*WORK REQUIRED*. Which lines in the data below contain the word "selector"? Return each of them.

*Items from a data source*.
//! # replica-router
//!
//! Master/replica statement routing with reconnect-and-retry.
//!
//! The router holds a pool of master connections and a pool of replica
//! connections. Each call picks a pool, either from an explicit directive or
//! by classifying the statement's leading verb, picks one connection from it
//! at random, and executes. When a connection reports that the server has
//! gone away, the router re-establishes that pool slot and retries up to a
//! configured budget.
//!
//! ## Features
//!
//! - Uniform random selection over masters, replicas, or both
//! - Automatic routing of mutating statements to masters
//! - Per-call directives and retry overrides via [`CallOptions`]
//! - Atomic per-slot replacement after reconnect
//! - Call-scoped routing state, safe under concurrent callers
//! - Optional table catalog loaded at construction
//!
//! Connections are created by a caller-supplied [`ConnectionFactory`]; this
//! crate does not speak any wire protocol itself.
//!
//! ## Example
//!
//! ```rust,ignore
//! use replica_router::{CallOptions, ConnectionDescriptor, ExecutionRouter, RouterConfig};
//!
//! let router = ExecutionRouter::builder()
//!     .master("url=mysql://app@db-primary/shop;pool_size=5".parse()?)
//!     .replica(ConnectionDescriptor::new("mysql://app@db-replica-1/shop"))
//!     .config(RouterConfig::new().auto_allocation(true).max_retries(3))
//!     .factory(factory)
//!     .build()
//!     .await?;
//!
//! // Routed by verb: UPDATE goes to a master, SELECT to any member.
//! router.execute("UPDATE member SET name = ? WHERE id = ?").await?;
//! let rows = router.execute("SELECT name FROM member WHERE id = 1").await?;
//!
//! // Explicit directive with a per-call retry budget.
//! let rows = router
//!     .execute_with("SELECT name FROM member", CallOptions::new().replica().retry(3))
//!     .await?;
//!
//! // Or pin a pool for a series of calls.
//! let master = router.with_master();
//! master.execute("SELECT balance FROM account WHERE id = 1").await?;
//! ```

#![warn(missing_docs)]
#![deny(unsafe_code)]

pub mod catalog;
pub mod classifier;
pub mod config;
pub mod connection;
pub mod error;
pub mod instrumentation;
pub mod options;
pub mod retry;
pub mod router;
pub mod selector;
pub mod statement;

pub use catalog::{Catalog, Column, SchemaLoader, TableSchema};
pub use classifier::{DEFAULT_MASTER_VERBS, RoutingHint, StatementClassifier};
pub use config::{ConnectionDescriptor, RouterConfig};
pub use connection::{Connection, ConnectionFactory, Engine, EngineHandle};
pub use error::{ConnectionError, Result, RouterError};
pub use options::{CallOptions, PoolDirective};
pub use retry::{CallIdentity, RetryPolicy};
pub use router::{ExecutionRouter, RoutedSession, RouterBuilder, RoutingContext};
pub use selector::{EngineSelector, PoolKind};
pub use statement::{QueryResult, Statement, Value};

*WRITTEN REPLY*.
pub mod selector;
pub use selector::{EngineSelector, PoolKind};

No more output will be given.